Enhancing Energy Efficiency of Central Air Conditioning Systems in Shopping Malls Using 5G Video Analytics
摘要
Buildings in Hong Kong consume about 90% of total electricity. To meet decarbonization goals, commercial buildings must reduce electricity usage by 30–40% by 2050. This requires building owners to set ambitious energy-saving goals to improve energy efficiency and conservation (EE&C), especially for air conditioning, which is the largest energy consumer. Innovation and new technologies are essential for this transition. Cooling load prediction is crucial for optimizing air conditioning efficiency, influenced by building design, weather, and internal heat gains from occupant activity.
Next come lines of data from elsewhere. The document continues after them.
//! Activate / lock / unlock / deactivate and the unlock dialog

use std::time::Duration;
use tracing::{debug, error, info, warn};

use crate::config::ShieldSettings;

use super::timers::TimerKind;
use super::{
    ActionMode, DIALOG_FADE_TIME, SHIELD_FADE_TIME, ScreenShield, ShieldSignal, State,
    WIDGET_LOAD_DELAY,
};

impl ScreenShield {
    /// Show the screensaver.
    ///
    /// No-op unless hidden. Fails without any visible change when the
    /// modal grab is denied.
    pub fn activate(&mut self, immediate: bool) {
        if self.state != State::Hidden {
            debug!("Screen shield already active ({:?})", self.state);
            return;
        }

        info!("Activating screen shield");
        if !self.raise_shield(State::Shown) {
            return;
        }

        if immediate {
            self.view.fade_shield(255, Duration::ZERO);
            self.on_shield_shown();
        } else {
            self.view.fade_shield(255, SHIELD_FADE_TIME);
            self.timers.arm(TimerKind::ShieldFade, SHIELD_FADE_TIME);
        }
    }

    /// Start dimming after the session went idle; input during the fade cancels it
    pub fn begin_idle_fade(&mut self) {
        if self.state != State::Hidden {
            return;
        }

        info!("Session idle, fading out over {:?}", self.settings.idle_fade);
        if !self.raise_shield(State::Fading) {
            return;
        }

        self.view.fade_shield(255, self.settings.idle_fade);
        self.timers.arm(TimerKind::IdleFade, self.settings.idle_fade);
    }

    pub(super) fn idle_activated(&mut self) {
        if self.settings.idle_fade.is_zero() {
            self.activate(false);
        } else {
            self.begin_idle_fade();
        }
    }

    /// Grab input and put the shield on screen in `state`
    fn raise_shield(&mut self, state: State) -> bool {
        if !self.compositor.push_modal(ActionMode::LockScreen) {
            error!("Failed to grab input, not showing the screen shield");
            return false;
        }
        self.modal = Some(ActionMode::LockScreen);

        if !self.transition(state) {
            self.release_modal();
            return false;
        }

        self.motion_anchor = Some(self.compositor.pointer_position());
        self.rebuild_backgrounds();
        self.compositor.set_cursor_visible(false);
        self.compositor.set_desklets_visible(false);
        self.view.set_visible(true);
        true
    }

    pub(super) fn on_shield_shown(&mut self) {
        if self.state == State::Hidden {
            return;
        }
        self.timers.arm(TimerKind::WidgetLoad, WIDGET_LOAD_DELAY);
    }

    pub(super) fn finish_idle_fade(&mut self) {
        if self.state != State::Fading {
            return;
        }

        self.timers.cancel(TimerKind::IdleFade);
        if !self.transition(State::Shown) {
            return;
        }
        self.view.fade_shield(255, Duration::ZERO);
        self.on_shield_shown();
    }

    /// Lock the session, activating the shield first when needed.
    ///
    /// With `ask_for_away_message` (and the setting enabled) a prompt opens
    /// instead; locking resumes once it is dismissed.
    pub fn lock(&mut self, ask_for_away_message: bool, immediate: bool) {
        if self.is_locked() {
            debug!("Screen shield already locked");
            return;
        }

        if self.away_prompt.is_some() {
            if ask_for_away_message {
                debug!("Away message prompt already open");
                return;
            }
            // Suspend, logind and the lock delay lock without waiting for the user
            info!("Locking with the away message prompt still open");
            self.away_prompt = None;
            self.view.close_away_prompt();
        }

        if ask_for_away_message && self.settings.ask_for_away_message {
            info!("Asking for an away message before locking");
            self.away_prompt = Some(immediate);
            self.view.open_away_prompt();
            return;
        }

        match self.state {
            State::Hidden => self.activate(immediate),
            State::Fading => self.finish_idle_fade(),
            _ => {}
        }

        if self.state != State::Shown {
            error!("Cannot lock: screen shield could not be shown");
            return;
        }

        self.stop_lock_delay();
        if !self.transition(State::Locked) {
            return;
        }

        info!("Screen locked");
        self.view.set_away_message(self.away_message.as_deref());
        self.session.lock(self.view.stage_window());
        self.signals.push(ShieldSignal::Locked);
    }

    pub(super) fn away_message_entered(&mut self, message: Option<String>) {
        let Some(immediate) = self.away_prompt.take() else {
            warn!("Away message received without an open prompt");
            return;
        };

        self.away_message = message
            .map(|m| m.trim().to_string())
            .filter(|m| !m.is_empty());
        self.lock(false, immediate);
    }

    /// Unlock and hide everything. No-op unless locked.
    pub fn unlock(&mut self) {
        if !self.is_locked() {
            debug!("Screen shield not locked, nothing to unlock");
            return;
        }

        info!("Unlocking screen shield");
        if self.state == State::Unlocking {
            self.close_unlock_dialog();
        }

        self.hide_shield();
        if !self.transition(State::Hidden) {
            return;
        }

        self.away_message = None;
        self.view.set_away_message(None);
        self.session.unlock();
        self.signals.push(ShieldSignal::Unlocked);
    }

    /// Hide an unlocked screensaver. Refuses while locked.
    pub fn deactivate(&mut self) {
        if self.state == State::Hidden {
            return;
        }

        if self.is_locked() {
            warn!("Refusing to deactivate a locked screen shield");
            return;
        }

        info!("Deactivating screen shield");
        self.hide_shield();
        self.transition(State::Hidden);
    }

    /// Teardown shared by unlock and deactivate
    fn hide_shield(&mut self) {
        self.stop_lock_delay();
        self.timers.cancel(TimerKind::ShieldFade);
        self.timers.cancel(TimerKind::IdleFade);
        self.timers.cancel(TimerKind::GrabRetry);

        if self.away_prompt.take().is_some() {
            self.view.close_away_prompt();
        }

        self.view.fade_shield(0, SHIELD_FADE_TIME);
        self.release_modal();
        self.view.set_visible(false);
        self.destroy_widgets();
        self.clear_backgrounds();
        self.compositor.set_cursor_visible(true);
        self.compositor.set_desklets_visible(true);
        self.motion_anchor = None;
    }

    /// Bring up the unlock dialog on the pointer's monitor. No-op unless locked.
    pub fn show_unlock_dialog(&mut self) {
        if self.state != State::Locked {
            debug!("Not showing unlock dialog in {:?}", self.state);
            return;
        }

        self.compositor.clear_clipboards();
        if !self.transition(State::Unlocking) {
            return;
        }

        if !self.retag_modal(ActionMode::UnlockScreen) {
            warn!("Unlock dialog needs its own grab, staying locked");
            self.transition(State::Locked);
            return;
        }
        self.compositor.set_cursor_visible(true);

        let index = self.compositor.pointer_monitor();
        self.pointer_monitor = Some(index);
        let index = self.awake_monitor_index();
        match self.monitors.get(index) {
            Some(monitor) => {
                self.view.show_unlock_dialog(monitor, DIALOG_FADE_TIME);
                self.dialog_visible = true;
            }
            None => warn!("No monitor to show the unlock dialog on"),
        }

        self.wake_widgets();
    }

    /// Fade the unlock dialog out and go back to locked. No-op unless unlocking.
    pub fn hide_unlock_dialog(&mut self) {
        if self.state != State::Unlocking || self.timers.is_armed(TimerKind::DialogFade) {
            return;
        }

        self.compositor.clear_clipboards();
        self.view.fade_out_unlock_dialog(DIALOG_FADE_TIME);
        self.timers.arm(TimerKind::DialogFade, DIALOG_FADE_TIME);
    }

    pub(super) fn finish_hide_unlock_dialog(&mut self) {
        if self.state != State::Unlocking {
            return;
        }

        self.close_unlock_dialog();
        if !self.transition(State::Locked) {
            return;
        }

        self.retag_modal(ActionMode::LockScreen);
        self.compositor.set_cursor_visible(false);
        self.motion_anchor = Some(self.compositor.pointer_position());
        self.sleep_widgets();
    }

    fn close_unlock_dialog(&mut self) {
        self.timers.cancel(TimerKind::DialogFade);
        if self.dialog_visible {
            self.view.hide_unlock_dialog();
            self.dialog_visible = false;
        }
    }

    pub(super) fn start_lock_delay(&mut self) {
        if self.state != State::Shown || !self.settings.lock_enabled {
            return;
        }

        if self.settings.lock_delay.is_zero() {
            self.lock(false, false);
        } else {
            debug!("Locking in {:?}", self.settings.lock_delay);
            self.timers.arm(TimerKind::LockDelay, self.settings.lock_delay);
        }
    }

    pub(super) fn stop_lock_delay(&mut self) {
        self.timers.cancel(TimerKind::LockDelay);
    }

    /// logind PrepareForSleep
    pub fn prepare_for_sleep(&mut self, about_to_suspend: bool) {
        if about_to_suspend {
            if self.settings.lock_on_suspend && !self.is_locked() {
                info!("System is suspending, locking first");
                self.lock(false, true);
            }
        } else if self.state == State::Locked {
            info!("Resumed from suspend, showing unlock dialog");
            self.show_unlock_dialog();
        }
    }

    pub(super) fn session_active(&mut self, active: bool) {
        debug!("Session active: {}", active);
        if active && self.state == State::Locked {
            self.show_unlock_dialog();
        }
    }

    pub(super) fn apply_settings(&mut self, settings: ShieldSettings) {
        info!("Applying new screen shield settings");
        let floating_changed = settings.floating_widgets != self.settings.floating_widgets;
        self.settings = settings;

        // Past the load phase the countdown restarts with the new delay
        let loading = self.timers.is_armed(TimerKind::ShieldFade)
            || self.timers.is_armed(TimerKind::WidgetLoad);
        if self.state == State::Shown && !loading {
            self.stop_lock_delay();
            self.start_lock_delay();
        }

        self.sync_inhibitor();

        if floating_changed {
            self.sync_widget_mode();
        }
    }
}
The project team developed a 5G-based Cooling Load Prediction Information System for central air conditioning in commercial buildings, using Multiple Linear Regression and Autoregressive models. It leverages data from 5G webcams and weather information from the Hong Kong Observatory. A pilot installation at a flagship shopping mall is projected to save over 4% on the waterside and 13% on the airside. The system also monitors occupant flow for demand-controlled ventilation, offering a cost-effective alternative to traditional CO2 sensors. With minimal operational costs from public data sources, this system is easily extendable to other buildings. Successful in achieving energy savings and decarbonization, it can integrate with BACnet control systems for wider application.